La battaglia di Elio Germano


Le Giornate degli Autori ospitano cinema, teatro e nuove tecnologie in un unico evento che vede protagonista Elio Germano, interprete e autore. Dopo il ben riuscito esperimento di realtà virtuale nel mondo dei migranti di No Borders, presentato alle Giornate nel 2016, l'attore torna al Lido con un'opera che è al contempo una pièce teatrale, un film e una esperienza VR: Segnale d'allarme - La mia battaglia. Nato dallo spettacolo teatrale di cui era attore unico e regista, scritto a quattro mani con Chiara Lagani, questo VR movie nasce dalla collaborazione con Omar Rashid (co-regista del film) e il suo progetto multimediale Gold.

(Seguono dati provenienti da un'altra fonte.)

use crate::ipc::helpers::{
    db_query_err, db_write_err, dispatch, get_required_str, require_role, student_in_class,
    utc_timestamp, HandlerErr,
};
use crate::ipc::types::{AppState, Request};
use rusqlite::{Connection, OptionalExtension};
use serde_json::json;
use uuid::Uuid;

/// Upsert keyed on (class, student, period_start): replaying the same
/// subscription event updates the period end and allowance in place.
fn subscriptions_upsert(conn: &Connection, params: &serde_json::Value) -> Result<serde_json::Value, HandlerErr> {
    require_role(params, &["admin"])?;
    let class_id = get_required_str(params, "classId")?;
    let student_id = get_required_str(params, "studentId")?;
    let period_start = utc_timestamp(params, "periodStart")?;
    let period_end = utc_timestamp(params, "periodEnd")?;
    let allowed_sessions = params
        .get("allowedSessions")
        .and_then(|v| v.as_i64())
        .ok_or_else(|| HandlerErr::bad_params("missing allowedSessions"))?;

    if period_end <= period_start {
        return Err(HandlerErr::bad_params("periodEnd must be after periodStart"));
    }
    if allowed_sessions < 0 {
        return Err(HandlerErr::bad_params("allowedSessions must not be negative"));
    }
    if !student_in_class(conn, &class_id, &student_id)? {
        return Err(HandlerErr::not_found("student not enrolled in this class"));
    }

    let subscription_id = Uuid::new_v4().to_string();
    conn.execute(
        "INSERT INTO subscriptions(id, class_id, student_id, period_start, period_end, allowed_sessions)
         VALUES(?, ?, ?, ?, ?, ?)
         ON CONFLICT(class_id, student_id, period_start) DO UPDATE SET
           period_end = excluded.period_end,
           allowed_sessions = excluded.allowed_sessions",
        (
            &subscription_id,
            &class_id,
            &student_id,
            &period_start,
            &period_end,
            allowed_sessions,
        ),
    )
    .map_err(|e| db_write_err(e, "subscriptions"))?;

    // The upsert may have kept the original row id; read it back.
    let id: String = conn
        .query_row(
            "SELECT id FROM subscriptions
             WHERE class_id = ? AND student_id = ? AND period_start = ?",
            (&class_id, &student_id, &period_start),
            |r| r.get(0),
        )
        .map_err(db_query_err)?;

    Ok(json!({ "subscriptionId": id }))
}

/// Allowed vs used session counts for one subscription period. `used` is
/// always derived by counting attended sessions inside the period, so a
/// replayed attendance record can never inflate it.
fn subscriptions_quota(conn: &Connection, params: &serde_json::Value) -> Result<serde_json::Value, HandlerErr> {
    require_role(params, &["admin", "teacher", "student"])?;
    let class_id = get_required_str(params, "classId")?;
    let student_id = get_required_str(params, "studentId")?;

    let row: Option<(String, String, String, i64)> = conn
        .query_row(
            "SELECT id, period_start, period_end, allowed_sessions
             FROM subscriptions
             WHERE class_id = ? AND student_id = ?
             ORDER BY period_start DESC
             LIMIT 1",
            (&class_id, &student_id),
            |r| Ok((r.get(0)?, r.get(1)?, r.get(2)?, r.get(3)?)),
        )
        .optional()
        .map_err(db_query_err)?;
    let Some((subscription_id, period_start, period_end, allowed)) = row else {
        return Err(HandlerErr::not_found("no subscription for this student"));
    };

    let used: i64 = conn
        .query_row(
            "SELECT COUNT(*)
             FROM session_attendance a
             JOIN zoom_sessions z ON z.id = a.session_id
             WHERE a.student_id = ?
               AND z.class_id = ?
               AND a.status IN ('present', 'late')
               AND z.starts_at >= ?
               AND z.starts_at < ?",
            (&student_id, &class_id, &period_start, &period_end),
            |r| r.get(0),
        )
        .map_err(db_query_err)?;

    Ok(json!({
        "subscriptionId": subscription_id,
        "periodStart": period_start,
        "periodEnd": period_end,
        "allowed": allowed,
        "used": used,
        "remaining": (allowed - used).max(0)
    }))
}

pub fn try_handle(state: &mut AppState, req: &Request) -> Option<serde_json::Value> {
    match req.method.as_str() {
        "subscriptions.upsert" => Some(dispatch(state, req, subscriptions_upsert)),
        "subscriptions.quota" => Some(dispatch(state, req, subscriptions_quota)),
        _ => None,
    }
}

Qual è l'allarme? Questo nostro tempo, il diffondersi del pensiero assolutista fomentato da un'informazione deformata di cui la nostra società è vittima. Le nuove tecnologie che hanno cambiato la comunicazione, se da un lato si propongono come democratiche, dall'altro facilitano la manipolazione del pubblico. È questo il grido lanciato da uno degli attori più poliedrici e popolari del nostro cinema che si trasforma in "grande dittatore" per sviscerare l'evolversi di una struttura sociale e politica dalla quale si rischia di non poter più tornare indietro.

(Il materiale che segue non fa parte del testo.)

use crate::ipc::error::{err, ok};
use crate::ipc::helpers::require_role;
use crate::ipc::types::{AppState, Request};
use rusqlite::OptionalExtension;
use serde_json::json;
use uuid::Uuid;

const SUBJECTS: [&str; 2] = ["math", "coding"];

fn handle_classes_list(state: &mut AppState, req: &Request) -> serde_json::Value {
    if let Err(e) = require_role(&req.params, &["admin", "teacher", "student"]) {
        return e.response(&req.id);
    }
    let Some(conn) = state.db.as_ref() else {
        return ok(&req.id, json!({ "classes": [] }));
    };

    // Counts are correlated subqueries so joins can't double-count.
    let mut stmt = match conn.prepare(
        "SELECT
           c.id,
           c.name,
           c.subject,
           (SELECT COUNT(*) FROM students s WHERE s.class_id = c.id) AS student_count,
           (SELECT COUNT(*) FROM questions q WHERE q.class_id = c.id) AS question_count,
           (SELECT COUNT(*) FROM zoom_sessions z WHERE z.class_id = c.id) AS session_count
         FROM classes c
         ORDER BY c.name",
    ) {
        Ok(s) => s,
        Err(e) => return err(&req.id, "db_query_failed", e.to_string(), None),
    };

    let rows = stmt
        .query_map([], |row| {
            let id: String = row.get(0)?;
            let name: String = row.get(1)?;
            let subject: String = row.get(2)?;
            let student_count: i64 = row.get(3)?;
            let question_count: i64 = row.get(4)?;
            let session_count: i64 = row.get(5)?;
            Ok(json!({
                "id": id,
                "name": name,
                "subject": subject,
                "studentCount": student_count,
                "questionCount": question_count,
                "sessionCount": session_count
            }))
        })
        .and_then(|it| it.collect::<Result<Vec<_>, _>>());

    match rows {
        Ok(classes) => ok(&req.id, json!({ "classes": classes })),
        Err(e) => err(&req.id, "db_query_failed", e.to_string(), None),
    }
}

fn handle_classes_create(state: &mut AppState, req: &Request) -> serde_json::Value {
    let Some(conn) = state.db.as_ref() else {
        return err(&req.id, "no_workspace", "select a workspace first", None);
    };
    if let Err(e) = require_role(&req.params, &["admin"]) {
        return e.response(&req.id);
    }

    let name = match req.params.get("name").and_then(|v| v.as_str()) {
        Some(v) => v.trim().to_string(),
        None => return err(&req.id, "bad_params", "missing name", None),
    };
    if name.is_empty() {
        return err(&req.id, "bad_params", "name must not be empty", None);
    }
    let subject = req
        .params
        .get("subject")
        .and_then(|v| v.as_str())
        .unwrap_or("math")
        .to_string();
    if !SUBJECTS.contains(&subject.as_str()) {
        return err(
            &req.id,
            "bad_params",
            "subject must be math or coding",
            None,
        );
    }

    let class_id = Uuid::new_v4().to_string();
    if let Err(e) = conn.execute(
        "INSERT INTO classes(id, name, subject) VALUES(?, ?, ?)",
        (&class_id, &name, &subject),
    ) {
        return err(
            &req.id,
            "db_insert_failed",
            e.to_string(),
            Some(json!({ "table": "classes" })),
        );
    }

    ok(
        &req.id,
        json!({ "classId": class_id, "name": name, "subject": subject }),
    )
}

fn handle_classes_delete(state: &mut AppState, req: &Request) -> serde_json::Value {
    let Some(conn) = state.db.as_ref() else {
        return err(&req.id, "no_workspace", "select a workspace first", None);
    };
    if let Err(e) = require_role(&req.params, &["admin"]) {
        return e.response(&req.id);
    }

    let class_id = match req.params.get("classId").and_then(|v| v.as_str()) {
        Some(v) => v.to_string(),
        None => return err(&req.id, "bad_params", "missing classId", None),
    };

    let exists: Option<i64> = match conn
        .query_row("SELECT 1 FROM classes WHERE id = ?", [&class_id], |r| {
            r.get(0)
        })
        .optional()
    {
        Ok(v) => v,
        Err(e) => return err(&req.id, "db_query_failed", e.to_string(), None),
    };

    if exists.is_none() {
        return err(&req.id, "not_found", "class not found", None);
    }

    let tx = match conn.unchecked_transaction() {
        Ok(t) => t,
        Err(e) => return err(&req.id, "db_tx_failed", e.to_string(), None),
    };

    // Explicit dependency-ordered deletes; no ON DELETE CASCADE in the schema.
    let steps: [(&str, &str); 8] = [
        (
            "answer_attempts",
            "DELETE FROM answer_attempts
             WHERE question_id IN (SELECT id FROM questions WHERE class_id = ?)",
        ),
        ("questions", "DELETE FROM questions WHERE class_id = ?"),
        (
            "session_attendance",
            "DELETE FROM session_attendance
             WHERE session_id IN (SELECT id FROM zoom_sessions WHERE class_id = ?)",
        ),
        ("zoom_sessions", "DELETE FROM zoom_sessions WHERE class_id = ?"),
        (
            "payments",
            "DELETE FROM payments
             WHERE student_id IN (SELECT id FROM students WHERE class_id = ?)",
        ),
        ("subscriptions", "DELETE FROM subscriptions WHERE class_id = ?"),
        ("students", "DELETE FROM students WHERE class_id = ?"),
        ("classes", "DELETE FROM classes WHERE id = ?"),
    ];

    for (table, sql) in steps {
        if let Err(e) = tx.execute(sql, [&class_id]) {
            let _ = tx.rollback();
            return err(
                &req.id,
                "db_delete_failed",
                e.to_string(),
                Some(json!({ "table": table })),
            );
        }
    }

    if let Err(e) = tx.commit() {
        return err(&req.id, "db_commit_failed", e.to_string(), None);
    }

    ok(&req.id, json!({ "ok": true }))
}

pub fn try_handle(state: &mut AppState, req: &Request) -> Option<serde_json::Value> {
    match req.method.as_str() {
        "classes.list" => Some(handle_classes_list(state, req)),
        "classes.create" => Some(handle_classes_create(state, req)),
        "classes.delete" => Some(handle_classes_delete(state, req)),
        _ => None,
    }
}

Elio Germano è stato Il giovane favoloso nel film di Mario Martone e ha lavorato nelle più variegate opere dell'ultima generazione italiana: da Diaz di Daniele Vicari a Magnifica presenza di Ferzan Ozpetek, da La nostra vita di Luchetti a Suburra di Sollima e molti altri titoli. Oggi lavora a un progetto che, dopo un'intensa stagione di repliche a teatro, usa e, allo stesso tempo, critica la modernità del linguaggio scelto; la tecnologia più avanzata, offre così uno spettacolo disturbante pensato per scuotere e risvegliare le coscienze.

«Germano conferma quella fiducia che tanti registi italiani e il pubblico gli hanno riservato durante anni di carriera - dice Giorgio Gosetti -. In un'epoca di forte crisi sociale è interessante portare a Venezia un attore che, nel difficile ruolo di one man show, prende una posizione che è quasi politica, mettendosi in gioco attraverso il suo mestiere e discutendo l'odierno appiattirsi del pensiero critico. Uno tra i migliori attori del nostro cinema che gioca nello scomodo ruolo di nietzschiana memoria del folle che annuncia l'indicibile decadenza del mondo».

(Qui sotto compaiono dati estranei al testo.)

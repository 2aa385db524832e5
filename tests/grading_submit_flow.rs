use serde_json::json;
use std::io::{BufRead, BufReader, Write};
use std::path::PathBuf;
use std::process::{Child, ChildStdin, ChildStdout, Command, Stdio};
use std::time::{SystemTime, UNIX_EPOCH};

fn temp_dir(prefix: &str) -> PathBuf {
    let p = std::env::temp_dir().join(format!(
        "{}-{}",
        prefix,
        SystemTime::now()
            .duration_since(UNIX_EPOCH)
            .expect("clock")
            .as_nanos()
    ));
    std::fs::create_dir_all(&p).expect("create temp dir");
    p
}

fn spawn_sidecar() -> (Child, ChildStdin, BufReader<ChildStdout>) {
    let exe = env!("CARGO_BIN_EXE_besmartd");
    let mut child = Command::new(exe)
        .stdin(Stdio::piped())
        .stdout(Stdio::piped())
        .stderr(Stdio::null())
        .spawn()
        .expect("spawn besmartd");
    let stdin = child.stdin.take().expect("child stdin");
    let stdout = child.stdout.take().expect("child stdout");
    (child, stdin, BufReader::new(stdout))
}

fn request(
    stdin: &mut ChildStdin,
    reader: &mut BufReader<ChildStdout>,
    id: &str,
    method: &str,
    params: serde_json::Value,
) -> serde_json::Value {
    let payload = json!({
        "id": id,
        "method": method,
        "params": params,
    });
    writeln!(stdin, "{}", payload).expect("write request");
    stdin.flush().expect("flush request");

    let mut line = String::new();
    reader.read_line(&mut line).expect("read response line");
    assert!(!line.trim().is_empty(), "empty response for {}", method);
    let value: serde_json::Value = serde_json::from_str(line.trim()).expect("parse response json");
    assert_eq!(value.get("id").and_then(|v| v.as_str()), Some(id));
    value
}

fn request_ok(
    stdin: &mut ChildStdin,
    reader: &mut BufReader<ChildStdout>,
    id: &str,
    method: &str,
    params: serde_json::Value,
) -> serde_json::Value {
    let value = request(stdin, reader, id, method, params);
    assert!(
        value.get("ok").and_then(|v| v.as_bool()).unwrap_or(false),
        "{} failed: {}",
        method,
        value
    );
    value.get("result").cloned().unwrap_or_else(|| json!({}))
}

fn error_code(value: &serde_json::Value) -> &str {
    value
        .get("error")
        .and_then(|e| e.get("code"))
        .and_then(|v| v.as_str())
        .unwrap_or("")
}

struct Fixture {
    class_id: String,
    student_id: String,
}

fn setup(
    stdin: &mut ChildStdin,
    reader: &mut BufReader<ChildStdout>,
    workspace: &PathBuf,
) -> Fixture {
    let _ = request_ok(
        stdin,
        reader,
        "s1",
        "workspace.select",
        json!({ "path": workspace.to_string_lossy() }),
    );
    let created = request_ok(
        stdin,
        reader,
        "s2",
        "classes.create",
        json!({ "role": "admin", "name": "Math 4A", "subject": "math" }),
    );
    let class_id = created
        .get("classId")
        .and_then(|v| v.as_str())
        .expect("classId")
        .to_string();
    let student = request_ok(
        stdin,
        reader,
        "s3",
        "students.create",
        json!({
            "role": "teacher",
            "classId": class_id,
            "lastName": "Putri",
            "firstName": "Ayu"
        }),
    );
    let student_id = student
        .get("studentId")
        .and_then(|v| v.as_str())
        .expect("studentId")
        .to_string();
    Fixture {
        class_id,
        student_id,
    }
}

fn create_question(
    stdin: &mut ChildStdin,
    reader: &mut BufReader<ChildStdout>,
    id: &str,
    class_id: &str,
    extra: serde_json::Value,
) -> String {
    let mut params = json!({
        "role": "teacher",
        "classId": class_id,
        "prompt": "Berapa 1/2 dalam desimal?",
        "correctAnswer": "1/2",
        "maxAttempts": 2
    });
    for (k, v) in extra.as_object().cloned().unwrap_or_default() {
        params[k] = v;
    }
    let created = request_ok(stdin, reader, id, "questions.create", params);
    created
        .get("questionId")
        .and_then(|v| v.as_str())
        .expect("questionId")
        .to_string()
}

#[test]
fn wrong_then_right_answer_consumes_attempts_and_grades_equivalence() {
    let workspace = temp_dir("besmart-grading-flow");
    let (_child, mut stdin, mut reader) = spawn_sidecar();
    let fx = setup(&mut stdin, &mut reader, &workspace);
    let question_id = create_question(&mut stdin, &mut reader, "q1", &fx.class_id, json!({}));

    let first = request_ok(
        &mut stdin,
        &mut reader,
        "1",
        "answers.submit",
        json!({
            "role": "student",
            "questionId": question_id,
            "studentId": fx.student_id,
            "selected": "0.3"
        }),
    );
    assert_eq!(first.get("correct"), Some(&json!(false)));
    assert_eq!(first.get("attemptNo"), Some(&json!(1)));
    assert_eq!(first.get("attemptsRemaining"), Some(&json!(1)));

    // "0.5" is not the literal canonical string but is equivalent to 1/2.
    let second = request_ok(
        &mut stdin,
        &mut reader,
        "2",
        "answers.submit",
        json!({
            "role": "student",
            "questionId": question_id,
            "studentId": fx.student_id,
            "selected": "0.5"
        }),
    );
    assert_eq!(second.get("correct"), Some(&json!(true)));
    assert_eq!(second.get("attemptNo"), Some(&json!(2)));
    assert_eq!(second.get("attemptsRemaining"), Some(&json!(0)));

    let third = request(
        &mut stdin,
        &mut reader,
        "3",
        "answers.submit",
        json!({
            "role": "student",
            "questionId": question_id,
            "studentId": fx.student_id,
            "selected": "1/2"
        }),
    );
    assert_eq!(third.get("ok"), Some(&json!(false)));
    assert_eq!(error_code(&third), "attempt_limit_reached");

    let history = request_ok(
        &mut stdin,
        &mut reader,
        "4",
        "answers.history",
        json!({
            "role": "student",
            "questionId": question_id,
            "studentId": fx.student_id
        }),
    );
    let attempts = history
        .get("attempts")
        .and_then(|v| v.as_array())
        .expect("attempts");
    assert_eq!(attempts.len(), 2);
    assert_eq!(attempts[0].get("correct"), Some(&json!(false)));
    assert_eq!(attempts[1].get("correct"), Some(&json!(true)));

    let _ = std::fs::remove_dir_all(workspace);
}

#[test]
fn premium_question_rejects_free_plan_student() {
    let workspace = temp_dir("besmart-grading-premium");
    let (_child, mut stdin, mut reader) = spawn_sidecar();
    let fx = setup(&mut stdin, &mut reader, &workspace);
    let question_id = create_question(
        &mut stdin,
        &mut reader,
        "q1",
        &fx.class_id,
        json!({ "premium": true }),
    );

    let denied = request(
        &mut stdin,
        &mut reader,
        "1",
        "answers.submit",
        json!({
            "role": "student",
            "questionId": question_id,
            "studentId": fx.student_id,
            "selected": "0.5"
        }),
    );
    assert_eq!(error_code(&denied), "premium_required");

    // Upgrading the plan unlocks the question.
    let _ = request_ok(
        &mut stdin,
        &mut reader,
        "2",
        "students.update",
        json!({
            "role": "admin",
            "classId": fx.class_id,
            "studentId": fx.student_id,
            "patch": { "plan": "premium" }
        }),
    );
    let graded = request_ok(
        &mut stdin,
        &mut reader,
        "3",
        "answers.submit",
        json!({
            "role": "student",
            "questionId": question_id,
            "studentId": fx.student_id,
            "selected": "½"
        }),
    );
    assert_eq!(graded.get("correct"), Some(&json!(true)));

    let _ = std::fs::remove_dir_all(workspace);
}

#[test]
fn manually_graded_question_records_attempt_as_incorrect() {
    let workspace = temp_dir("besmart-grading-manual");
    let (_child, mut stdin, mut reader) = spawn_sidecar();
    let fx = setup(&mut stdin, &mut reader, &workspace);

    let created = request_ok(
        &mut stdin,
        &mut reader,
        "q1",
        "questions.create",
        json!({
            "role": "teacher",
            "classId": fx.class_id,
            "prompt": "Jelaskan cara kerja fungsi rekursif."
        }),
    );
    let question_id = created
        .get("questionId")
        .and_then(|v| v.as_str())
        .expect("questionId");

    let graded = request_ok(
        &mut stdin,
        &mut reader,
        "1",
        "answers.submit",
        json!({
            "role": "student",
            "questionId": question_id,
            "studentId": fx.student_id,
            "selected": "fungsi yang memanggil dirinya sendiri"
        }),
    );
    assert_eq!(graded.get("correct"), Some(&json!(false)));
    assert_eq!(graded.get("attemptNo"), Some(&json!(1)));

    let _ = std::fs::remove_dir_all(workspace);
}

#[test]
fn inactive_student_cannot_submit() {
    let workspace = temp_dir("besmart-grading-inactive");
    let (_child, mut stdin, mut reader) = spawn_sidecar();
    let fx = setup(&mut stdin, &mut reader, &workspace);
    let question_id = create_question(&mut stdin, &mut reader, "q1", &fx.class_id, json!({}));

    let _ = request_ok(
        &mut stdin,
        &mut reader,
        "1",
        "students.update",
        json!({
            "role": "admin",
            "classId": fx.class_id,
            "studentId": fx.student_id,
            "patch": { "active": false }
        }),
    );
    let denied = request(
        &mut stdin,
        &mut reader,
        "2",
        "answers.submit",
        json!({
            "role": "student",
            "questionId": question_id,
            "studentId": fx.student_id,
            "selected": "0.5"
        }),
    );
    assert_eq!(error_code(&denied), "forbidden");

    let _ = std::fs::remove_dir_all(workspace);
}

Con questo esperimento Germano, usando le potenzialità della Virtual Reality, ipnotizza i suoi spettatori, li manipola quasi, allo scopo di fargli sentire il segnale d'allarme del titolo.
Elio Germano e Omar Rashid presenteranno Segnale d'allarme - La mia battaglia VR alla Villa degli Autori il 31 agosto alle 15.00. Per la visione saranno disponibili visori VR, fino ad esaurimento posti disponibili.